Leo Houlding and team battle sickness, bad weather and complex route problems to make progress on the Mirror Wall

After bad weather severely hampered communications for several days, Leo Houlding has just managed to send out a series of emails and text messages from Greenland, providing updates of his expedition to the Mirror Wall.  Despite the challenges that they have faced, Houlding and team have successfully established a port-a-ledge camp on the north west face and have started to tackle a line on the main headwall.

However, the climb is proving to be hugely challenging.  Combinations of extremely thin and loose sections, and some very technical climbing, have made progress slow, difficult and dangerous.  With their helicopter pick up from the surface of the glacier scheduled for Houlding’s birthday on 28 July, the team now has only about four days to climb the final 400m.  Any more bad weather could also obstruct their efforts.

The Bedoin Camp before the Storm  © Berghaus
The Bedoin Camp before the Storm
© Berghaus
Leo Houlding on the Paper Flake pitch  © Berghaus
Leo Houlding on the Paper Flake pitch
© Berghaus


After being dropped off on the Edward Bailey Glacier on 25 June, Houlding, along with Joe Möhle, Matt Pickles, Matt Pycroft and Waldo Etherington, first established a base camp, and then an advance base camp at the foot of the Mirror Wall.  In the process, three of the team were struck down by diarrhoea and vomiting, slowing down the whole expedition.  Once they had scoped out a potential route on the unclimbed north west face, the team set up a hanging port-a-ledge camp (the Bedouin Camp) on the wall and started the serious climbing.  As of 19 July, and despite setbacks and at least one fall, Houlding and team still believe that they can complete their intended route. 

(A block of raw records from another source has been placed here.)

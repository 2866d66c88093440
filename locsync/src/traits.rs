//! Traits for schema-agnostic parsing and serialization in locsync.

use std::{
    fs::File,
    io::{BufRead, BufReader, BufWriter, Cursor, Write},
    path::Path,
};

use crate::error::Error;

/// A trait for parsing and writing one CSV table from/to one file.
///
/// # Example
///
/// ```rust,no_run
/// use locsync::traits::Parser;
/// use locsync::formats::AuthoringRecord;
/// let rows = Vec::<AuthoringRecord>::read_from("original/ui.csv")?;
/// rows.write_to("original/ui_copy.csv")?;
/// Ok::<(), Box<dyn std::error::Error>>(())
/// ```
pub trait Parser {
    /// Parse from any reader.
    fn from_reader<R: BufRead>(reader: R) -> Result<Self, Error>
    where
        Self: Sized;

    /// Parse from file path.
    fn read_from<P: AsRef<Path>>(path: P) -> Result<Self, Error>
    where
        Self: Sized,
    {
        let file = File::open(path).map_err(Error::Io)?;
        let reader = BufReader::new(file);
        Self::from_reader(reader)
    }

    /// Write to any writer (file, memory, etc.).
    fn to_writer<W: Write>(&self, writer: W) -> Result<(), Error>;

    /// Write to file path.
    fn write_to<P: AsRef<Path>>(&self, path: P) -> Result<(), Error> {
        let file = File::create(path)?;
        let writer = BufWriter::new(file);
        self.to_writer(writer)
    }

    /// Parse from a string.
    fn from_str(s: &str) -> Result<Self, Error>
    where
        Self: Sized,
    {
        Self::from_reader(Cursor::new(s))
    }
}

For Houlding, the Mirror Wall is his first major expedition since becoming a father, and that has given him a very different perspective on life in the vertical world.  While away, his daughter Freya has celebrated her second birthday, which he spent tackling one of the most crucial sections of the climb.

Leo Houlding comments:

This feels different.  It’s my first mission as a dad and I notice a clear change in my heart. Although out here life is very much day to day and most concerns are the immediate ones, deep inside I know my thoughts reach far beyond the snow slope or blank section I'm facing, back to the rolling hills of the Lakes and for decades into the future as a doting father.

“I'm definitely more risk averse - I'm extremely conscious all the time about the countless hazards my friends and I are facing, with more thought for potential consequences of things going wrong.

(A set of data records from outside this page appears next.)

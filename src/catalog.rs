//! Catalog of stack components that can be placed on the canvas.
//!
//! The catalog is what the "add a component" popup lists and filters. Picking
//! an entry hands its [`ComponentTemplate`] to
//! [`GraphStore::add_node_from`](crate::GraphStore::add_node_from).

use crate::graph::{GraphStore, PinKind};
use crate::ids::NodeId;

/// A pin a component exposes when placed.
#[derive(Clone, Debug, PartialEq, Eq)]
pub struct PinTemplate {
    pub kind: PinKind,
    pub label: String,
}

impl PinTemplate {
    pub fn new(kind: PinKind, label: impl Into<String>) -> Self {
        Self {
            kind,
            label: label.into(),
        }
    }
}

/// Everything needed to create a node for one component.
#[derive(Clone, Debug, PartialEq, Eq)]
pub struct ComponentTemplate {
    pub name: String,
    pub description: Option<String>,
    pub pins: Vec<PinTemplate>,
}

impl ComponentTemplate {
    pub fn new(name: impl Into<String>) -> Self {
        Self {
            name: name.into(),
            description: None,
            pins: Vec::new(),
        }
    }

    pub fn description(mut self, text: impl Into<String>) -> Self {
        self.description = Some(text.into());
        self
    }

    pub fn pin(mut self, kind: PinKind, label: impl Into<String>) -> Self {
        self.pins.push(PinTemplate::new(kind, label));
        self
    }
}

const BASE_SYSTEM_DESCRIPTION: &str =
    "Includes the core functionality to boot a minimal Linux system.";

/// Ordered list of the components a user can add.
#[derive(Clone, Debug, Default)]
pub struct ComponentCatalog {
    entries: Vec<ComponentTemplate>,
}

impl ComponentCatalog {
    pub fn new() -> Self {
        Self::default()
    }

    /// The components shipped with the configurator.
    pub fn builtin() -> Self {
        Self::new()
            .with(
                ComponentTemplate::new("Chromium")
                    .pin(PinKind::Input, "Display")
                    .pin(PinKind::Input, "System"),
            )
            .with(
                ComponentTemplate::new("Linux Base System")
                    .description(BASE_SYSTEM_DESCRIPTION)
                    .pin(PinKind::Input, "Disk")
                    .pin(PinKind::Output, "Output ->"),
            )
            .with(
                ComponentTemplate::new("Systemd")
                    .pin(PinKind::Input, "Base")
                    .pin(PinKind::Output, "Services ->"),
            )
            .with(
                ComponentTemplate::new("Wayland Window System")
                    .pin(PinKind::Input, "Services")
                    .pin(PinKind::Output, "Display ->"),
            )
            .with(
                ComponentTemplate::new("Genesis Desktop")
                    .pin(PinKind::Input, "Display")
                    .pin(PinKind::Output, "Session ->"),
            )
    }

    /// Append an entry. [`get`](Self::get) returns the first entry with a
    /// matching name.
    pub fn with(mut self, template: ComponentTemplate) -> Self {
        self.entries.push(template);
        self
    }

    pub fn get(&self, name: &str) -> Option<&ComponentTemplate> {
        self.entries.iter().find(|t| t.name == name)
    }

    pub fn names(&self) -> impl Iterator<Item = &str> + '_ {
        self.entries.iter().map(|t| t.name.as_str())
    }

    /// Entries passing `filter`, in catalog order.
    pub fn search<'a>(&'a self, filter: &'a TextFilter) -> impl Iterator<Item = &'a ComponentTemplate> + 'a {
        self.entries.iter().filter(move |t| filter.passes(&t.name))
    }

    pub fn len(&self) -> usize {
        self.entries.len()
    }

    pub fn is_empty(&self) -> bool {
        self.entries.is_empty()
    }
}

/// Search box filter.
///
/// The input is split on commas into terms. A term matches a case-insensitive
/// substring; a term starting with `-` excludes instead. Text passes when it
/// matches no exclude term and, if there are include terms, at least one of
/// them. An empty filter passes everything.
#[derive(Clone, Debug, Default, PartialEq, Eq)]
pub struct TextFilter {
    include: Vec<String>,
    exclude: Vec<String>,
}

impl TextFilter {
    pub fn parse(input: &str) -> Self {
        let mut filter = Self::default();
        for term in input.split(',').map(str::trim).filter(|t| !t.is_empty()) {
            match term.strip_prefix('-') {
                Some(rest) => {
                    let rest = rest.trim();
                    if !rest.is_empty() {
                        filter.exclude.push(rest.to_lowercase());
                    }
                }
                None => filter.include.push(term.to_lowercase()),
            }
        }
        filter
    }

    pub fn is_active(&self) -> bool {
        !self.include.is_empty() || !self.exclude.is_empty()
    }

    pub fn passes(&self, text: &str) -> bool {
        let text = text.to_lowercase();
        if self.exclude.iter().any(|t| text.contains(t.as_str())) {
            return false;
        }
        self.include.is_empty() || self.include.iter().any(|t| text.contains(t.as_str()))
    }
}

/// Place the starting stack: a physical disk to boot from and the base
/// system that boots from it. Returns `[disk, base_system]`.
pub fn seed_default_stack(graph: &mut GraphStore) -> [NodeId; 2] {
    let disk = graph.add_node_from(
        &ComponentTemplate::new("Physical Disk 1").pin(PinKind::Input, "Physical Disk 1"),
    );
    let base = graph.add_node_from(
        &ComponentTemplate::new("Linux Base System")
            .description(BASE_SYSTEM_DESCRIPTION)
            .pin(PinKind::Output, "Output ->"),
    );
    [disk, base]
}

#[cfg(test)]
mod tests {
    use super::*;

    fn names<'a>(catalog: &'a ComponentCatalog, filter: &'a TextFilter) -> Vec<&'a str> {
        catalog.search(filter).map(|t| t.name.as_str()).collect()
    }

    #[test]
    fn test_builtin_catalog_order() {
        let catalog = ComponentCatalog::builtin();
        let all: Vec<&str> = catalog.names().collect();
        assert_eq!(
            all,
            vec![
                "Chromium",
                "Linux Base System",
                "Systemd",
                "Wayland Window System",
                "Genesis Desktop"
            ]
        );
    }

    #[test]
    fn test_get() {
        let catalog = ComponentCatalog::builtin();
        let base = catalog.get("Linux Base System").unwrap();
        assert_eq!(base.description.as_deref(), Some(BASE_SYSTEM_DESCRIPTION));
        assert!(catalog.get("Windows").is_none());
    }

    // ========================================================================
    // TextFilter
    // ========================================================================

    #[test]
    fn test_empty_filter_passes_everything() {
        let catalog = ComponentCatalog::builtin();
        let filter = TextFilter::parse("  ");
        assert!(!filter.is_active());
        assert_eq!(names(&catalog, &filter).len(), catalog.len());
    }

    #[test]
    fn test_filter_is_case_insensitive_substring() {
        let catalog = ComponentCatalog::builtin();
        let filter = TextFilter::parse("SYS");
        assert_eq!(
            names(&catalog, &filter),
            vec!["Linux Base System", "Systemd", "Wayland Window System"]
        );
    }

    #[test]
    fn test_filter_any_include_term() {
        let catalog = ComponentCatalog::builtin();
        let filter = TextFilter::parse("chrom, desktop");
        assert_eq!(names(&catalog, &filter), vec!["Chromium", "Genesis Desktop"]);
    }

    #[test]
    fn test_filter_exclude_term() {
        let catalog = ComponentCatalog::builtin();
        let filter = TextFilter::parse("system,-wayland");
        assert_eq!(names(&catalog, &filter), vec!["Linux Base System", "Systemd"]);

        let only_exclude = TextFilter::parse("-linux");
        assert_eq!(names(&catalog, &only_exclude).len(), catalog.len() - 1);
    }

    #[test]
    fn test_lone_dash_is_ignored() {
        let filter = TextFilter::parse("-");
        assert!(!filter.is_active());
        assert!(filter.passes("anything"));
    }

    // ========================================================================
    // Seeding
    // ========================================================================

    #[test]
    fn test_seed_default_stack() {
        let mut graph = GraphStore::default();
        let [disk, base] = seed_default_stack(&mut graph);

        let disk = graph.node(disk).unwrap();
        assert_eq!(disk.label, "Physical Disk 1");
        assert_eq!(disk.pins.len(), 1);
        assert_eq!(graph.pin(disk.pins[0]).unwrap().kind, PinKind::Input);

        let base = graph.node(base).unwrap();
        assert_eq!(base.description.as_deref(), Some(BASE_SYSTEM_DESCRIPTION));
        let out = graph.pin(base.pins[0]).unwrap();
        assert_eq!(out.kind, PinKind::Output);
        assert_eq!(out.label, "Output ->");
        assert_eq!(graph.link_count(), 0);
    }

    #[test]
    fn test_add_node_from_template() {
        let mut graph = GraphStore::default();
        let catalog = ComponentCatalog::builtin();
        let id = graph.add_node_from(catalog.get("Systemd").unwrap());

        let labels: Vec<String> = graph.pins_of(id).unwrap().map(|p| p.label.clone()).collect();
        assert_eq!(labels, vec!["Base", "Services ->"]);
    }
}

“And that is so far keeping us safe and on track, although heavily off schedule!

“We have some big days ahead of us, but if we make the helicopter flight out of here on time with the summit behind us and loved ones ahead, there could be no better birthday present for this besotted absent father.”


The Mirror Wall team has sent back a series of brief updates and longer diary entries, which can be found at http://community.berghaus.com/mirrorwall.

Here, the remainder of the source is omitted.